Monday, November 16, 2015 (Tutorial II)
Scalable learning of graphical models
9:00AM - 12:30PM
François Petitjean and Geoffrey I. Webb
From understanding the structure of data, to classification and topic modeling, graphical models are core tools in machine learning and data mining. They combine probability and graph theories to form a compact representation of probability distributions. In the last decade, as data stores became larger and higher-dimensional, traditional algorithms for learning graphical models from data, with their lack of scalability, became less and less usable, thus directly decreasing the potential benefits of this core technology. To scale graphical modeling techniques to the size and dimensionality of most modern data stores, data science researchers and practitioners now have to meld the most recent advances in numerous specialized fields including graph theory, statistics, pattern mining and graphical modeling. This tutorial will cover the core building blocks that are necessary to build and use scalable graphical modeling technologies on large and high-dimensional data.

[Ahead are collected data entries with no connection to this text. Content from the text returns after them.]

use crate::error::{AggregateError, Error, Result};
use crate::traits::Embedder;
use crate::vectorstore::{Metadata, VectorStore};
use futures_util::StreamExt;
use futures_util::stream;
use serde_json::Value;
use std::sync::Arc;
use tracing::{debug, info, warn};

pub const DEFAULT_INGEST_CONCURRENCY: usize = 5;

/// Embeds text through an [`Embedder`] and keeps the vectors in a shared
/// [`VectorStore`].
pub struct Retriever {
    embedder: Arc<dyn Embedder>,
    store: Arc<VectorStore>,
    concurrency: usize,
}

impl Retriever {
    pub fn new(embedder: Arc<dyn Embedder>, store: Arc<VectorStore>) -> Self {
        Self {
            embedder,
            store,
            concurrency: DEFAULT_INGEST_CONCURRENCY,
        }
    }

    pub fn with_concurrency(mut self, concurrency: usize) -> Self {
        self.concurrency = concurrency.max(1);
        self
    }

    pub fn store(&self) -> &Arc<VectorStore> {
        &self.store
    }

    pub async fn embed_document(&self, text: &str) -> Result<Vec<f32>> {
        self.embed_document_with_metadata(text, Metadata::new()).await
    }

    /// Embeds `text` and stores it. Nothing is stored when the embedding call
    /// fails, and a rejected insert is reported as [`Error::Store`].
    pub async fn embed_document_with_metadata(
        &self,
        text: &str,
        metadata: Metadata,
    ) -> Result<Vec<f32>> {
        let vector = self.embed(text).await?;
        self.store
            .add(&vector, text, metadata)
            .map_err(|e| Error::Store(e.to_string()))?;
        debug!(dimension = vector.len(), "Document embedded");
        Ok(vector)
    }

    pub async fn embed_query(&self, text: &str) -> Result<Vec<f32>> {
        self.embed(text).await
    }

    /// Returns the `limit` chunks most similar to `query`. Fails fast with
    /// [`Error::EmptyStore`] without calling the embedder when there is
    /// nothing to search.
    pub async fn retrieve(&self, query: &str, limit: usize) -> Result<Vec<String>> {
        if self.store.is_empty() {
            return Err(Error::EmptyStore);
        }
        let vector = self.embed_query(query).await?;
        let chunks = self.store.search(&vector, limit)?;
        debug!(chunks = chunks.len(), "Retrieved chunks");
        Ok(chunks)
    }

    /// Ingests every document with at most `concurrency` embeddings in flight.
    ///
    /// All documents are attempted. Successful ones stay stored even when
    /// others fail; the failures come back together as [`Error::Aggregate`].
    pub async fn add_documents(&self, documents: &[String]) -> Result<usize> {
        if documents.is_empty() {
            return Err(Error::Validation("no documents to add".into()));
        }

        info!(
            documents = documents.len(),
            concurrency = self.concurrency,
            "Adding documents to knowledge base"
        );

        let outcomes: Vec<(usize, Result<Vec<f32>>)> = stream::iter(documents.iter().enumerate())
            .map(|(index, document)| async move {
                let mut metadata = Metadata::new();
                metadata.insert("index".into(), Value::from(index));
                (index, self.embed_document_with_metadata(document, metadata).await)
            })
            .buffer_unordered(self.concurrency)
            .collect()
            .await;

        let mut failures = AggregateError::new();
        let mut stored = 0;
        for (index, outcome) in outcomes {
            match outcome {
                Ok(_) => stored += 1,
                Err(e) => {
                    warn!(index, error = %e, "Document ingestion failed");
                    failures.push(index, e);
                }
            }
        }

        failures.into_result()?;
        info!(stored, "Knowledge base updated");
        Ok(stored)
    }

    async fn embed(&self, text: &str) -> Result<Vec<f32>> {
        if text.is_empty() {
            return Err(Error::Validation("text must not be empty".into()));
        }
        let vector = self
            .embedder
            .embed(text)
            .await
            .map_err(|e| Error::Embedding(format!("{e:#}")))?;
        if vector.is_empty() {
            return Err(Error::Embedding(format!(
                "{} returned an empty vector",
                self.embedder.name()
            )));
        }
        Ok(vector)
    }
}
use std::fmt::Write;

pub const DEFAULT_SYSTEM_PROMPT: &str = "You are an intelligent assistant with access to various tools and a knowledge base.
You can help users by:
1. Answering questions using information retrieved from the knowledge base
2. Using available tools to perform specific tasks
3. Providing accurate and helpful responses

When using tools:
- Explain what you are doing and why
- If a tool returns an error, adjust the arguments or tell the user
- Use the most appropriate tool for each task

When using the knowledge base:
- Cite the retrieved documents you relied on
- If nothing relevant was retrieved, say so clearly";

/// Prefixes `query` with the retrieved chunks, numbered from 1 in rank order.
/// Without chunks the query is returned unchanged.
pub fn augment_query(query: &str, chunks: &[String]) -> String {
    if chunks.is_empty() {
        return query.to_string();
    }

    let mut prompt = String::from("Based on the following information:\n\n");
    for (i, chunk) in chunks.iter().enumerate() {
        let _ = writeln!(prompt, "Document {}: {}\n", i + 1, chunk.trim());
    }
    let _ = write!(prompt, "Please answer the question: {query}");
    prompt
}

Tuesday, November 17, 2015 (Tutorial - III)
Behavioral Modeling in Social Networks: from Micro to Macro
Meng Jiang and Peng Cui
The development of social networks has enabled the collection of behavioral data of unprecedented size and complexity. Modern social platforms have realized that great scientific and marketing values are contained in the millions of billions of behavioral records. How can we model users’ behaviors in social networks? What are the concepts and principles in modeling the complex behaviors? Can we develop efficient models for accurate behavior prediction and detection in social applications such as recommender systems, personalized search and social marketing? In this tutorial, we answer these questions by uncovering the contextual dependency, cross-domain and cross-platform properties, synchronized and abnormal characteristics, and many other patterns of users’ behaviors. We introduce recent advances in modeling complex behaviors from the perspectives of individuals, groups and cascades (from micro to macro) in social networks. Finally we summarize the tutorial with discussions on open issues and challenges about behavior modeling in social networks.